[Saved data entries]
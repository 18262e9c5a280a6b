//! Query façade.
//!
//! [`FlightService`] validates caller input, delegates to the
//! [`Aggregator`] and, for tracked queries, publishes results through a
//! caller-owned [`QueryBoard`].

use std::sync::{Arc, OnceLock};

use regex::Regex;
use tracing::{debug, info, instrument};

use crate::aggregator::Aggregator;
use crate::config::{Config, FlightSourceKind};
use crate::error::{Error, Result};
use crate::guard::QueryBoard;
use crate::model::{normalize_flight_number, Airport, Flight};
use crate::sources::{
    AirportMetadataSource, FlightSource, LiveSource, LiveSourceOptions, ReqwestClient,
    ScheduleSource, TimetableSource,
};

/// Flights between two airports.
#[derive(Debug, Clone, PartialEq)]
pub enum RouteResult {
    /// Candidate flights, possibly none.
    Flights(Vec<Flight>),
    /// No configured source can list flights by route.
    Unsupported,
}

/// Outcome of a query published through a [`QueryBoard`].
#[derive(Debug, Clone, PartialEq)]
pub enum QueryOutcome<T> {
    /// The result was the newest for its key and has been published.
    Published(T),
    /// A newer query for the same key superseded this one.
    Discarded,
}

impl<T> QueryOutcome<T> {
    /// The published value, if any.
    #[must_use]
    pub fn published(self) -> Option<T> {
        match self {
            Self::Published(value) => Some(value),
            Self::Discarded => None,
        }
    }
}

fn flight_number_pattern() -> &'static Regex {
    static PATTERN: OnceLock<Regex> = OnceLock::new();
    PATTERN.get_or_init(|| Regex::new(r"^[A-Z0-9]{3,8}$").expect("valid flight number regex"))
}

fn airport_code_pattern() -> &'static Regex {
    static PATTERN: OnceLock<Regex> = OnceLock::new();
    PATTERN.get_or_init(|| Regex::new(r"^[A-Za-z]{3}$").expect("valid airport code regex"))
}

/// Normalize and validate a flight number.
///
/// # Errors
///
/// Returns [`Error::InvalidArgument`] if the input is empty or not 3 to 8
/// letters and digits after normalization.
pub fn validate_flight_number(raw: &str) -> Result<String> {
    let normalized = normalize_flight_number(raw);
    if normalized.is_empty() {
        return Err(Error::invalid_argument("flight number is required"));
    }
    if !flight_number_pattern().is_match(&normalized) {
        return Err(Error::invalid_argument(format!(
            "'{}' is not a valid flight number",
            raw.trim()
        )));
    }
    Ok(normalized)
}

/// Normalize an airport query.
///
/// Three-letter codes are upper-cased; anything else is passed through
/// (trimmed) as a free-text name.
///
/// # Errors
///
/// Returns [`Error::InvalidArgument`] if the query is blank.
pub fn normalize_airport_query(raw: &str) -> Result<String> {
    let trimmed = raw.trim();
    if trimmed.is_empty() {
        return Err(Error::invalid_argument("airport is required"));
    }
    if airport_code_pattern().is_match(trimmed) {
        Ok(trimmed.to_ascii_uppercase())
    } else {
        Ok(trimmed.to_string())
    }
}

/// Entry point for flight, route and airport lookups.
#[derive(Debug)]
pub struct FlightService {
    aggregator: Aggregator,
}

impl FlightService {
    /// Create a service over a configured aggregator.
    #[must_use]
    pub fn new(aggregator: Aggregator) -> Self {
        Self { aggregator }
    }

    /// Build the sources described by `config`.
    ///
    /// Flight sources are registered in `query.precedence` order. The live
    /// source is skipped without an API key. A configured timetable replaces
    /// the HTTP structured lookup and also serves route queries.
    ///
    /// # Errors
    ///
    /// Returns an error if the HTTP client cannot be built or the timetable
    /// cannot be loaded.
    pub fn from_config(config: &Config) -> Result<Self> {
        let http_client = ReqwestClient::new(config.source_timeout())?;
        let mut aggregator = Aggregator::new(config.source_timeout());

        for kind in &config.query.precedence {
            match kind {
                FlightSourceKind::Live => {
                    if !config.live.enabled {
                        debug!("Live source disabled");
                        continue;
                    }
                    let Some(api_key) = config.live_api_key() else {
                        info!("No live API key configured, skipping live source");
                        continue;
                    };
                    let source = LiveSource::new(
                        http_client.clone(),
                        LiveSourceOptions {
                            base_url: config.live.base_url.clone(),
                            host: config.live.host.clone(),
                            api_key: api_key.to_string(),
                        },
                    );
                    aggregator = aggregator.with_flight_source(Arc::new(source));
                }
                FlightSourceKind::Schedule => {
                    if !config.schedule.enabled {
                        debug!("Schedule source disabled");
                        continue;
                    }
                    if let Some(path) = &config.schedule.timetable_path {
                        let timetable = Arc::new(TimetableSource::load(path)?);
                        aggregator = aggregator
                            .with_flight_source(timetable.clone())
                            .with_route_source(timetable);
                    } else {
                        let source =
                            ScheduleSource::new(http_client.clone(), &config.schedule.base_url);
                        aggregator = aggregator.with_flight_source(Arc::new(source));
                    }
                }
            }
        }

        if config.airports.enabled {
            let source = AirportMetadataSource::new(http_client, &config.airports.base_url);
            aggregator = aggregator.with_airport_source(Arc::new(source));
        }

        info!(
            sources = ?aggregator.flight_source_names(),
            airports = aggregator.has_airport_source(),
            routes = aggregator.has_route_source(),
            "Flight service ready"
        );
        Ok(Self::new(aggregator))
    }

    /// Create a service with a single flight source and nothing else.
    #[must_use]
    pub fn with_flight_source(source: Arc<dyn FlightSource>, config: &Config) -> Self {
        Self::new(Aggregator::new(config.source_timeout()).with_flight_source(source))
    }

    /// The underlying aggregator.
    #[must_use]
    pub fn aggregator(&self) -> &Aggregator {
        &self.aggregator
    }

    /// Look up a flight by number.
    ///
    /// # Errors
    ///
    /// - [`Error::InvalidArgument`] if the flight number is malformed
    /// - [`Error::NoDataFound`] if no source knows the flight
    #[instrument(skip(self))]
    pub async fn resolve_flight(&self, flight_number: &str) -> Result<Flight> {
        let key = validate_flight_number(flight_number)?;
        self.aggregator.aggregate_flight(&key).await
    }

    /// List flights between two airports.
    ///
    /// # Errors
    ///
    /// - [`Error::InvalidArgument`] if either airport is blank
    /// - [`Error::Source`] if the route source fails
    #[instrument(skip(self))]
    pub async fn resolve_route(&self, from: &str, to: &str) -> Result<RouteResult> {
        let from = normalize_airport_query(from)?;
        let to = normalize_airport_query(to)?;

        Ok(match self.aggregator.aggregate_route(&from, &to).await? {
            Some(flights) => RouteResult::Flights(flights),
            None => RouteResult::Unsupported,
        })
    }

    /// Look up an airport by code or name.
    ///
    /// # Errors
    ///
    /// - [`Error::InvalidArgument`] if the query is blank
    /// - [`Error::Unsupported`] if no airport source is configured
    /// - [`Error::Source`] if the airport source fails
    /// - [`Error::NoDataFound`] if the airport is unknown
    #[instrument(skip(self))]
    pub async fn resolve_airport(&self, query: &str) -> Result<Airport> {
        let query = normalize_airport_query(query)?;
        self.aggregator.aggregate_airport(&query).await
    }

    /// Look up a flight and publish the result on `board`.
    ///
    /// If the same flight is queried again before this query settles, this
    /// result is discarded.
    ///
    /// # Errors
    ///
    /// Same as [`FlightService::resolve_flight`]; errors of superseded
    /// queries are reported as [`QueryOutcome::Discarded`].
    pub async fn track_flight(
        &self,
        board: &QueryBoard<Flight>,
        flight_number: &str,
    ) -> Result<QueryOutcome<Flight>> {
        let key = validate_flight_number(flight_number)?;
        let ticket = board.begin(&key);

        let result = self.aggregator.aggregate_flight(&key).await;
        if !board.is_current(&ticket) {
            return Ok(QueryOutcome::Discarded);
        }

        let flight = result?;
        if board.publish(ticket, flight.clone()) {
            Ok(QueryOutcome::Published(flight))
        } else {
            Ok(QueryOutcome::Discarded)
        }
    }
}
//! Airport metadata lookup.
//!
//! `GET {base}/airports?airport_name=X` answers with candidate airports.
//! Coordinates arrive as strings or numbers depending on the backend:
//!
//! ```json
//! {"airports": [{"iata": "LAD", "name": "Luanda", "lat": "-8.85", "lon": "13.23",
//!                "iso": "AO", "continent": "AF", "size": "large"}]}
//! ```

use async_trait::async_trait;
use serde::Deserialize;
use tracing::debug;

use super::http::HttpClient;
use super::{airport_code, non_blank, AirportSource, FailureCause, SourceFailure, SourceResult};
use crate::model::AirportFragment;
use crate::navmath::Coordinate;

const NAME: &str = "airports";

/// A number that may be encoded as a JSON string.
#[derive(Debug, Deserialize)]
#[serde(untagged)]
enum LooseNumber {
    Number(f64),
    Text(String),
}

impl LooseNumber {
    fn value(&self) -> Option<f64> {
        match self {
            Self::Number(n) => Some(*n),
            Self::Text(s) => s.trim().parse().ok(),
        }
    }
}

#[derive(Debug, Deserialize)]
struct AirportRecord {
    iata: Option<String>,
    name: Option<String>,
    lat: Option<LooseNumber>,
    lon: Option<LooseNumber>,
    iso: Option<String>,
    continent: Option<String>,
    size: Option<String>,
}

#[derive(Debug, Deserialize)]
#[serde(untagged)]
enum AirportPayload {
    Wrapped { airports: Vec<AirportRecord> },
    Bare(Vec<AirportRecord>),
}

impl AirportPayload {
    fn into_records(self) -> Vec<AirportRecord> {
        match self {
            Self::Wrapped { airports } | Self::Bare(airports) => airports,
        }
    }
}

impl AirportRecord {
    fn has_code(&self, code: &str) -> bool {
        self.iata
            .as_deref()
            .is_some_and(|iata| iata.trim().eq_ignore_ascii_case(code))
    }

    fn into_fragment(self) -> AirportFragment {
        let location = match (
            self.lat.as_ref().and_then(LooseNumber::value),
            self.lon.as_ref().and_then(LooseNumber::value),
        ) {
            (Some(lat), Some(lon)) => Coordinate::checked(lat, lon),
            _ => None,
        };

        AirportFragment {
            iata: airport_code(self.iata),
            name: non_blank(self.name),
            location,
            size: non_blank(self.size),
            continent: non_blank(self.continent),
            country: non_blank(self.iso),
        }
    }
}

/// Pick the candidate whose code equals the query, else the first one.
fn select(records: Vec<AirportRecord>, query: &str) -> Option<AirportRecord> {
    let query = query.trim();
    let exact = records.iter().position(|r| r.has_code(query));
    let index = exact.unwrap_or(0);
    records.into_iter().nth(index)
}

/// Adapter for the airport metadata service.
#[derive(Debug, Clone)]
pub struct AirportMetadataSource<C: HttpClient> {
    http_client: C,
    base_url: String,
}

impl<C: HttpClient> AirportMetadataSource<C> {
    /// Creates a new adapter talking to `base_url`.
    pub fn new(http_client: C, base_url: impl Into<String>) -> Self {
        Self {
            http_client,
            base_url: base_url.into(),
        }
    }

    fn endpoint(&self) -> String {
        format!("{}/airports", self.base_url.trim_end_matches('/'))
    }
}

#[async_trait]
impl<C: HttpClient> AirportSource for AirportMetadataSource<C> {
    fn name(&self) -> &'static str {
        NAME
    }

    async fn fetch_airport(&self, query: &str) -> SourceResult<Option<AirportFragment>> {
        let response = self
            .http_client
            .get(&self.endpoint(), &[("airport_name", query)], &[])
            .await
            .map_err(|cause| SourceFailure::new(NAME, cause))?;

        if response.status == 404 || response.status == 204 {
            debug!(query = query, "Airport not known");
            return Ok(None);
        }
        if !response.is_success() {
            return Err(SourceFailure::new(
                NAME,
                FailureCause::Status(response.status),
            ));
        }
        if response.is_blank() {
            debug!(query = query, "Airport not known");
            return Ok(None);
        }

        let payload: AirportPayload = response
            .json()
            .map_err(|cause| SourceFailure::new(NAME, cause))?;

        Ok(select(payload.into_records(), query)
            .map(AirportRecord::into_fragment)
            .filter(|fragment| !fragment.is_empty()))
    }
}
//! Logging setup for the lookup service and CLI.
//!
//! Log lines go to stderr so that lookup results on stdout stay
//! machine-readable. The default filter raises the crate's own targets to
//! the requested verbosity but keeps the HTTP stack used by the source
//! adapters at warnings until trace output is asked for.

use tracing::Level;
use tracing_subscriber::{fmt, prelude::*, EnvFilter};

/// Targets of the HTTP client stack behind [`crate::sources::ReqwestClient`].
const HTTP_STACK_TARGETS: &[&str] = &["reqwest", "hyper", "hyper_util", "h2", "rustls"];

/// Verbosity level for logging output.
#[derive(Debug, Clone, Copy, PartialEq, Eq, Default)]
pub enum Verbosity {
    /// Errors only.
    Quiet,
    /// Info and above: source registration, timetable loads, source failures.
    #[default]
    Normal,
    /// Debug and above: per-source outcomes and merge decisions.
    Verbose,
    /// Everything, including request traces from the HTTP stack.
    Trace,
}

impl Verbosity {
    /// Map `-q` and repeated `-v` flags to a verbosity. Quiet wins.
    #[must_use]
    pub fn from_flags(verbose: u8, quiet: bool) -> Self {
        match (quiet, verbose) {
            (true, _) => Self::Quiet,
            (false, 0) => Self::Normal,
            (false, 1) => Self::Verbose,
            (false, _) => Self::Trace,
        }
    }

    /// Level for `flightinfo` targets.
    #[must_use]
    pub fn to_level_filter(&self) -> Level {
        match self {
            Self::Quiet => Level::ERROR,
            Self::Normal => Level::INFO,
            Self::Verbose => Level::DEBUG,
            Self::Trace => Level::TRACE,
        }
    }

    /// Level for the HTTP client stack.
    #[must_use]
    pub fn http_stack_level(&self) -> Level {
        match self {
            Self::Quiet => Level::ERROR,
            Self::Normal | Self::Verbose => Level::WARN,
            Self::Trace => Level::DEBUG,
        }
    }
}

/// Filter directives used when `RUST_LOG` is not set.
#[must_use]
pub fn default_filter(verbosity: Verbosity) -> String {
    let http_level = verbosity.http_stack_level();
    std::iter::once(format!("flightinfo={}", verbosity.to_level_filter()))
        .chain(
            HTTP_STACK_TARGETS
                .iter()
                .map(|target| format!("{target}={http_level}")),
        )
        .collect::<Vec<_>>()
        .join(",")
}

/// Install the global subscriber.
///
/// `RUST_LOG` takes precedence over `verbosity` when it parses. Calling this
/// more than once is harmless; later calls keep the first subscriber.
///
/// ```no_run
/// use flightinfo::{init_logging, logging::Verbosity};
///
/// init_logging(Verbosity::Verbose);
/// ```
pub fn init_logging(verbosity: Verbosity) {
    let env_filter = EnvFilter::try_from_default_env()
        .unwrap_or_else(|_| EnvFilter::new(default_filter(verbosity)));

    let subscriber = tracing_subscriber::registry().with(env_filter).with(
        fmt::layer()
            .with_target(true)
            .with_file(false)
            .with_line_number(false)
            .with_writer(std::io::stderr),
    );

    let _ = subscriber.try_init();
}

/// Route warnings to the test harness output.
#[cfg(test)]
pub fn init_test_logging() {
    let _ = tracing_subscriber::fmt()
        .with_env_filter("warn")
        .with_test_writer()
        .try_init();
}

Exercise instructions:
Out of the entries, report each line that contains the word "Regex".

Answer to the problem:
use regex::Regex;
fn flight_number_pattern() -> &'static Regex {
    static PATTERN: OnceLock<Regex> = OnceLock::new();
    PATTERN.get_or_init(|| Regex::new(r"^[A-Z0-9]{3,8}$").expect("valid flight number regex"))
fn airport_code_pattern() -> &'static Regex {
    static PATTERN: OnceLock<Regex> = OnceLock::new();
    PATTERN.get_or_init(|| Regex::new(r"^[A-Za-z]{3}$").expect("valid airport code regex"))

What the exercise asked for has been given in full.